2 Responses to “Drug Pricing Under the Trump Administration

  • Excellent article Joey. I would add the following points to the discussion

    1) Big Pharma is in the “Vulture Capital” mode.
    Almost all big pharmaceutical companies have down sized their R&D activities. Most R&D now happens in small companies and when the money and resources of the small companies are all exhausted on the “Pipeline” and a promising drug candidate emerges, the small companies are preyed upon and acquired by the giants. This leads to the talent pool in R&D shrinking. Mergers and acquisitions in pharma is leaving very few players in core research.
    2) Cost of therapy can be managed if pharmacists have a say in the drug therapy. The cost of managing multiple complex health issues can be lowered if the push on advertising by pharma is reduced (I have advised patients that come to me asking about a newly advertised medication a simple solution – when the ad is on close your eyes. The visuals are misleading, not everyone lives in 72 degree weather by the beach). We still see 15-20% prescriptions for newly advertised products which shows a prescriber bias based on rep. visits and dinner meets.
    3) Generic pharmaceutical companies are becoming too big by mergers as well.
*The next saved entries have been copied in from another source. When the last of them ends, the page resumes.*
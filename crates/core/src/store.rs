//! Room persistence.
//!
//! Stores hold the single authoritative record per room. Writes are
//! conditional on the revision the writer read, so two transitions based on
//! the same prior state can never both land.

use std::{
    collections::HashMap,
    fs,
    io::{self, Write},
    path::{Path, PathBuf},
};

use chrono::Utc;
use parking_lot::{Mutex, RwLock};
use tempfile::NamedTempFile;
use tracing::{debug, warn};

use crate::{
    config,
    error::StoreError,
    room::{Room, RoomId},
};

/// Backing storage for room records.
pub trait RoomStore: Send + Sync {
    /// Fetch a room by id.
    fn load(&self, id: &RoomId) -> Result<Room, StoreError>;

    /// Store a new room; fails if the id is taken.
    fn insert(&self, room: Room) -> Result<Room, StoreError>;

    /// Overwrite a room if its stored revision still equals `expected_revision`.
    ///
    /// On success the stored copy has its revision bumped and `updated_at`
    /// stamped, and that copy is returned.
    fn replace(&self, room: Room, expected_revision: u64) -> Result<Room, StoreError>;

    /// Delete a room if its stored revision still equals `expected_revision`.
    fn remove(&self, id: &RoomId, expected_revision: u64) -> Result<Room, StoreError>;

    /// Ids of all stored rooms, sorted.
    fn ids(&self) -> Result<Vec<RoomId>, StoreError>;

    /// Whether a room exists.
    fn contains(&self, id: &RoomId) -> Result<bool, StoreError> {
        match self.load(id) {
            Ok(_) => Ok(true),
            Err(StoreError::NotFound(_)) => Ok(false),
            Err(err) => Err(err),
        }
    }
}

fn check_revision(stored: &Room, expected: u64) -> Result<(), StoreError> {
    if stored.revision == expected {
        Ok(())
    } else {
        Err(StoreError::Conflict {
            id: stored.id.clone(),
            expected,
            found: stored.revision,
        })
    }
}

fn stamp(mut room: Room, previous_revision: u64) -> Room {
    room.revision = previous_revision + 1;
    room.updated_at = Utc::now();
    room
}

/// In-process store, for tests and single-process hosts.
#[derive(Default)]
pub struct MemoryStore {
    rooms: RwLock<HashMap<RoomId, Room>>,
}

impl MemoryStore {
    /// Create an empty store.
    pub fn new() -> Self {
        Self::default()
    }
}

impl RoomStore for MemoryStore {
    fn load(&self, id: &RoomId) -> Result<Room, StoreError> {
        self.rooms
            .read()
            .get(id)
            .cloned()
            .ok_or_else(|| StoreError::NotFound(id.clone()))
    }

    fn insert(&self, room: Room) -> Result<Room, StoreError> {
        let mut rooms = self.rooms.write();
        if rooms.contains_key(&room.id) {
            return Err(StoreError::AlreadyExists(room.id));
        }
        rooms.insert(room.id.clone(), room.clone());
        Ok(room)
    }

    fn replace(&self, room: Room, expected_revision: u64) -> Result<Room, StoreError> {
        let mut rooms = self.rooms.write();
        let stored = rooms
            .get_mut(&room.id)
            .ok_or_else(|| StoreError::NotFound(room.id.clone()))?;
        check_revision(stored, expected_revision)?;
        *stored = stamp(room, expected_revision);
        Ok(stored.clone())
    }

    fn remove(&self, id: &RoomId, expected_revision: u64) -> Result<Room, StoreError> {
        let mut rooms = self.rooms.write();
        let stored = rooms
            .get(id)
            .ok_or_else(|| StoreError::NotFound(id.clone()))?;
        check_revision(stored, expected_revision)?;
        rooms
            .remove(id)
            .ok_or_else(|| StoreError::NotFound(id.clone()))
    }

    fn ids(&self) -> Result<Vec<RoomId>, StoreError> {
        let mut ids: Vec<RoomId> = self.rooms.read().keys().cloned().collect();
        ids.sort();
        Ok(ids)
    }
}

/// Store keeping one pretty-printed JSON file per room.
///
/// Files are replaced atomically through a temporary file in the same
/// directory. Writers inside one process are serialised by a mutex; separate
/// processes sharing a directory are not coordinated.
pub struct FileStore {
    root: PathBuf,
    write_lock: Mutex<()>,
}

impl FileStore {
    /// Create a store rooted at `root`. The directory is created on first write.
    pub fn new(root: impl Into<PathBuf>) -> Self {
        Self {
            root: root.into(),
            write_lock: Mutex::new(()),
        }
    }

    /// Default location under the user's data directory.
    pub fn default_root() -> PathBuf {
        config::default_data_root()
    }

    /// Directory holding the room files.
    pub fn root(&self) -> &Path {
        &self.root
    }

    fn path_for(&self, id: &RoomId) -> PathBuf {
        self.root.join(format!("{id}.json"))
    }

    fn read_room(&self, id: &RoomId) -> Result<Room, StoreError> {
        let path = self.path_for(id);
        let content = match fs::read_to_string(&path) {
            Ok(content) => content,
            Err(err) if err.kind() == io::ErrorKind::NotFound => {
                return Err(StoreError::NotFound(id.clone()))
            }
            Err(err) => return Err(err.into()),
        };
        Ok(serde_json::from_str(&content)?)
    }

    fn write_room(&self, room: &Room) -> Result<(), StoreError> {
        fs::create_dir_all(&self.root)?;
        let mut file = NamedTempFile::new_in(&self.root)?;
        serde_json::to_writer_pretty(&mut file, room)?;
        file.write_all(b"\n")?;
        file.persist(self.path_for(&room.id))
            .map_err(|err| StoreError::Io(err.error))?;
        debug!(room = %room.id, revision = room.revision, "room written");
        Ok(())
    }
}

impl RoomStore for FileStore {
    fn load(&self, id: &RoomId) -> Result<Room, StoreError> {
        self.read_room(id)
    }

    fn insert(&self, room: Room) -> Result<Room, StoreError> {
        let _guard = self.write_lock.lock();
        if self.path_for(&room.id).exists() {
            return Err(StoreError::AlreadyExists(room.id));
        }
        self.write_room(&room)?;
        Ok(room)
    }

    fn replace(&self, room: Room, expected_revision: u64) -> Result<Room, StoreError> {
        let _guard = self.write_lock.lock();
        let stored = self.read_room(&room.id)?;
        check_revision(&stored, expected_revision)?;
        let room = stamp(room, expected_revision);
        self.write_room(&room)?;
        Ok(room)
    }

    fn remove(&self, id: &RoomId, expected_revision: u64) -> Result<Room, StoreError> {
        let _guard = self.write_lock.lock();
        let stored = self.read_room(id)?;
        check_revision(&stored, expected_revision)?;
        fs::remove_file(self.path_for(id))?;
        Ok(stored)
    }

    fn ids(&self) -> Result<Vec<RoomId>, StoreError> {
        if !self.root.exists() {
            return Ok(Vec::new());
        }

        let mut ids = Vec::new();
        for entry in fs::read_dir(&self.root)? {
            let entry = entry?;
            if !entry.file_type()?.is_file() {
                continue;
            }
            let path = entry.path();
            if path.extension().and_then(|ext| ext.to_str()) != Some("json") {
                continue;
            }
            let Some(stem) = path.file_stem().and_then(|stem| stem.to_str()) else {
                continue;
            };
            match RoomId::parse(stem) {
                Ok(id) => ids.push(id),
                Err(err) => warn!("Skipping {}: {err}", path.display()),
            }
        }
        ids.sort();
        Ok(ids)
    }
}

#[cfg(test)]
mod tests {
    use super::*;
    use crate::rules::Mark;
    use tempfile::tempdir;

    fn room(code: &str) -> Room {
        Room::new(RoomId::parse(code).expect("valid id"), Utc::now())
    }

    fn exercise_store(store: &dyn RoomStore) {
        let created = store.insert(room("ABCDE")).expect("insert");
        assert_eq!(created.revision, 0);
        assert!(matches!(
            store.insert(room("abcde")),
            Err(StoreError::AlreadyExists(_))
        ));

        let lookup = RoomId::parse("aBcDe").expect("valid id");
        assert!(store.contains(&lookup).expect("contains"));
        assert!(!store.contains(&RoomId::parse("ZZZZZ").expect("valid id")).expect("contains"));

        let mut next = store.load(&lookup).expect("load");
        next.draw_proposed_by = Some(Mark::X);
        let saved = store.replace(next.clone(), 0).expect("first writer wins");
        assert_eq!(saved.revision, 1);
        assert!(saved.updated_at >= created.updated_at);

        // A second writer based on revision 0 loses.
        let err = store.replace(next, 0).expect_err("stale writer");
        assert!(matches!(
            err,
            StoreError::Conflict {
                expected: 0,
                found: 1,
                ..
            }
        ));
        assert_eq!(store.load(&lookup).expect("load").draw_proposed_by, Some(Mark::X));

        store.insert(room("AAAAA")).expect("insert");
        let ids = store.ids().expect("ids");
        assert_eq!(
            ids.iter().map(RoomId::as_str).collect::<Vec<_>>(),
            vec!["AAAAA", "ABCDE"]
        );

        assert!(matches!(
            store.remove(&lookup, 0),
            Err(StoreError::Conflict { .. })
        ));
        store.remove(&lookup, 1).expect("remove");
        assert!(matches!(store.load(&lookup), Err(StoreError::NotFound(_))));
    }

    #[test]
    fn memory_store_contract() {
        exercise_store(&MemoryStore::new());
    }

    #[test]
    fn file_store_contract() -> anyhow::Result<()> {
        let dir = tempdir()?;
        exercise_store(&FileStore::new(dir.path().join("rooms")));
        Ok(())
    }

    #[test]
    fn file_store_skips_foreign_files() -> anyhow::Result<()> {
        let dir = tempdir()?;
        let store = FileStore::new(dir.path());
        store.insert(room("ROOM1"))?;
        fs::write(dir.path().join("notes.txt"), "hello")?;
        fs::write(dir.path().join("bad-name.json"), "{}")?;

        let ids = store.ids()?;
        assert_eq!(ids, vec![RoomId::parse("ROOM1")?]);
        Ok(())
    }

    #[test]
    fn file_store_reports_corrupt_records() -> anyhow::Result<()> {
        let dir = tempdir()?;
        let store = FileStore::new(dir.path());
        fs::write(dir.path().join("BROKE.json"), "{ not json")?;
        let err = store
            .load(&RoomId::parse("broke")?)
            .expect_err("corrupt record");
        assert!(matches!(err, StoreError::Serde(_)));
        Ok(())
    }

    #[test]
    fn missing_root_lists_nothing() {
        let store = FileStore::new("/nonexistent/uttt/rooms");
        assert!(store.ids().expect("ids").is_empty());
    }
}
Initially when the sole generic approved lost its exclusivity and a pharmacist searched the database for available generics there were at least 25 -30 different manufacturers that would show up. Now it’s limited to the top 5-8. This takes out competition and drives prices up.
    4) Medicare/ medicaid common marketplace: I have seen this implemented in many countries. If Medicare and Medicaid floats tenders (Mostly for a 2 year contract) for commonly used drugs and supply them to pharmacies (with a 2-3% profit for distributors and a 10-15% profit for the pharmacies) the cost of therapy will go down.
    5) Central Electronic master record with access given to healthcare (Including E.R.’s, hospitals, pharmacies and LTC facilities) for medicare and medicaid patients. The compartmentalization of services in my opinion increases the costs.
    6) PBM’s: reimbursement to PBM’s must be based on outcomes instead of fee for service. This is in progress but at snails pace.

    • Thank you so much for your thoughtful comment! I take it you are a big fan of this issue?